Blood Glycemia Regulation
High blood sugar levels can promote the development of organ failure in extremely ill patients. Thus treatments to control blood sugar may be provided in conjunction with primary sepsis treatment. Glycemia is controlled by regulating nutrition and other blood sugar level influencers. Patients may also be treated with insulin infusion therapy that is both aggressive but maintains glycemia levels at 140 mg/dL. Just as hyperglycemia can be harmful to patients in critical condition, so can hypoglycemia. Low blood sugar increases mortality and can undermine glycemia regulation therapy. More important than preventing high or low blood sugar is to prevent major fluctuations in blood sugar.
In addition to adjunctive and primary therapies, support mechanisms are also needed to maintain the health of patients with sepsis or septic shock. Some of these mechanisms include:
- Mechanical ventilation (in the case of acute respiratory distress syndrome)
- enteral nutrition
- deep venous thrombosis prophylaxis
- renal replacement therapy (in the case of renal failure)
Therapies in Development
Despite the many therapies and management strategies available for sepsis, mortality is still high. Currently, there are many treatments in the pipeline for sepsis and septic shock. These treatments are primarily focused on modulating the inflammatory response to infection by utilizing different regulators such as inflammatory cytokines, cellular receptors, nuclear transcription factors, coagulation activators and apoptosis regulators. Personalized medicine is also being explored. Lipopolysaccharide or LPS contribute to the pathology of sepsis by acting as endotoxins. These endotoxins can be destroyed when bound by low-density lipoproteins (LDL) and high-density lipoproteins (HDL). Studies are currently looking at these and other antiendotoxin therapies (such as anti-CD 14 antibodies and lipid A analogs) to help treat sepsis. Hyperbaric oxygen, or HBO, has also been shown to be a promising method of treating sepsis. Phagocytic leukocytes fight against invading pathogens. Their activity depends on oxygen available to them. HBO increases the survival rate of hosts with aerobic septicemia, a type of blood infection. HBO also reduces production of reactive species such as NO and expression of NOS and eNOS. Fibrates or fenofibrate, a class of amphipathic carboxylic acids, act as antioxidant and anti-inflammatory molecules by activating the peroxisome proliferator-activated receptor alpha activation. Treatment with these chemicals reduced mortality rates by more than 12% in one study. Levosimendan, a calcium detecting therapy with inotropic properties has also been shown to be beneficial in improving the outcomes of patients with sepsis. However, it does not reduce the severity of organ damage or failure or reduce mortality rates. It also may have some side effects such as supraventricular tachyarrhythmia (an unusually fast heartbeat).
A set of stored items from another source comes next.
//! Engine logging bootstrap.
//!
//! # Responsibility
//! - Initialize file-based rolling logs exactly once per process.
//! - Emit stable, metadata-only diagnostic events from core.
//!
//! # Invariants
//! - Logging init is idempotent for the same configuration.
//! - Re-initialization with a different directory or level is rejected.
//! - Initialization never panics.

use flexi_logger::{Cleanup, Criterion, FileSpec, Logger, LoggerHandle, Naming, WriteMode};
use log::info;
use once_cell::sync::OnceCell;
use std::path::{Path, PathBuf};

const LOG_FILE_BASENAME: &str = "waypoint";
const MAX_LOG_FILE_SIZE_BYTES: u64 = 10 * 1024 * 1024;
const MAX_LOG_FILES: usize = 5;

static LOGGING_STATE: OnceCell<LoggingState> = OnceCell::new();

struct LoggingState {
    level: &'static str,
    log_dir: PathBuf,
    _logger: LoggerHandle,
}

/// Initializes engine logging with level and directory.
///
/// Returns `Ok(())` when logging is active, or a human-readable error string
/// when initialization fails.
///
/// # Errors
/// - Returns an error when `level` is unsupported.
/// - Returns an error when `log_dir` is empty, non-absolute, or cannot be
///   created.
/// - Returns an error when the logger backend fails to start.
pub fn init_logging(level: &str, log_dir: &str) -> Result<(), String> {
    let normalized_level = normalize_level(level)?;
    let normalized_dir = normalize_log_dir(log_dir)?;

    let init_level = normalized_level;
    let init_dir = normalized_dir.clone();
    let state = LOGGING_STATE.get_or_try_init(|| -> Result<LoggingState, String> {
        std::fs::create_dir_all(&init_dir).map_err(|err| {
            format!(
                "failed to create log directory `{}`: {err}",
                init_dir.display()
            )
        })?;

        let logger = Logger::try_with_str(init_level)
            .map_err(|err| format!("invalid log level `{init_level}`: {err}"))?
            .log_to_file(
                FileSpec::default()
                    .directory(init_dir.as_path())
                    .basename(LOG_FILE_BASENAME),
            )
            .rotate(
                Criterion::Size(MAX_LOG_FILE_SIZE_BYTES),
                Naming::Numbers,
                Cleanup::KeepLogFiles(MAX_LOG_FILES),
            )
            .write_mode(WriteMode::BufferAndFlush)
            .append()
            .format_for_files(flexi_logger::detailed_format)
            .start()
            .map_err(|err| format!("failed to start logger: {err}"))?;

        info!(
            "event=engine_start module=core status=ok platform={} version={}",
            std::env::consts::OS,
            env!("CARGO_PKG_VERSION")
        );
        info!(
            "event=logging_init module=core status=ok level={} log_dir={}",
            init_level,
            init_dir.display()
        );

        Ok(LoggingState {
            level: init_level,
            log_dir: init_dir,
            _logger: logger,
        })
    })?;

    if state.log_dir != normalized_dir {
        return Err(format!(
            "logging already initialized at `{}`; refusing to switch to `{}`",
            state.log_dir.display(),
            normalized_dir.display()
        ));
    }
    if state.level != normalized_level {
        return Err(format!(
            "logging already initialized with level `{}`; refusing to switch to `{}`",
            state.level, normalized_level
        ));
    }

    Ok(())
}

/// Returns `(level, log_dir)` when logging is active, `None` otherwise.
pub fn logging_status() -> Option<(&'static str, PathBuf)> {
    LOGGING_STATE
        .get()
        .map(|state| (state.level, state.log_dir.clone()))
}

/// Default log level for the current build mode.
pub fn default_log_level() -> &'static str {
    if cfg!(debug_assertions) {
        "debug"
    } else {
        "info"
    }
}

fn normalize_level(level: &str) -> Result<&'static str, String> {
    match level.trim().to_ascii_lowercase().as_str() {
        "trace" => Ok("trace"),
        "debug" => Ok("debug"),
        "info" => Ok("info"),
        "warn" | "warning" => Ok("warn"),
        "error" => Ok("error"),
        other => Err(format!(
            "unsupported log level `{other}`; expected trace|debug|info|warn|error"
        )),
    }
}

fn normalize_log_dir(log_dir: &str) -> Result<PathBuf, String> {
    let trimmed = log_dir.trim();
    if trimmed.is_empty() {
        return Err("log_dir cannot be empty".to_string());
    }
    let path = Path::new(trimmed);
    if !path.is_absolute() {
        return Err(format!("log_dir must be an absolute path, got `{trimmed}`"));
    }
    Ok(path.to_path_buf())
}

#[cfg(test)]
mod tests {
    use super::{init_logging, logging_status, normalize_level, normalize_log_dir};
    use std::path::PathBuf;
    use std::time::{SystemTime, UNIX_EPOCH};

    fn unique_temp_dir(suffix: &str) -> PathBuf {
        let nanos = SystemTime::now()
            .duration_since(UNIX_EPOCH)
            .expect("system time should be after unix epoch")
            .as_nanos();
        std::env::temp_dir().join(format!(
            "waypoint-logging-{suffix}-{}-{nanos}",
            std::process::id()
        ))
    }

    #[test]
    fn normalize_level_accepts_known_values() {
        assert_eq!(
            normalize_level("INFO").expect("INFO should normalize"),
            "info"
        );
        assert_eq!(
            normalize_level(" warning ").expect("warning should normalize"),
            "warn"
        );
    }

    #[test]
    fn normalize_log_dir_rejects_relative_path() {
        let error = normalize_log_dir("logs/dev").expect_err("relative paths must be rejected");
        assert!(error.contains("absolute"));
    }

    #[test]
    fn init_logging_is_idempotent_for_same_config_and_rejects_conflicts() {
        let log_dir = unique_temp_dir("idempotent");
        let log_dir_str = log_dir
            .to_str()
            .expect("temp dir should be valid UTF-8")
            .to_string();
        let second_dir = unique_temp_dir("different");
        let second_dir_str = second_dir
            .to_str()
            .expect("temp dir should be valid UTF-8")
            .to_string();

        init_logging("info", &log_dir_str).expect("first init should succeed");
        init_logging("info", &log_dir_str).expect("same config should be idempotent");

        let level_error =
            init_logging("debug", &log_dir_str).expect_err("level conflict should fail");
        assert!(level_error.contains("refusing to switch"));

        let dir_error =
            init_logging("info", &second_dir_str).expect_err("directory conflict should fail");
        assert!(dir_error.contains("refusing to switch"));

        let (active_level, active_dir) = logging_status().expect("logging should be active");
        assert_eq!(active_level, "info");
        assert_eq!(active_dir, log_dir);
    }
}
Treatments currently being investigated include:
- E5564 (Eritoran)
- TAK 242 (Resatorvid)
- Polymyxin B fiber column
- Plasma or whole blood exchange
- Coupled plasma filtration adsorption (CPFA)
- Recombinant thrombomodulin
- Inhibition of programmed cell death 1 (PD-1) and of its ligand (PD-L1)
- Inhibition of B- and T-lymphocyte attenuator (BTLA)
- Inhibition of cytotoxic T-lymphocyte antigen 4 (CTLA- 4)
Sepsis management team
Because sepsis is such a complex disease that affects many different organs and systems quickly and simultaneously, it is vital that the healthcare team is made up of a variety of professionals in all the systems that could potentially be affected.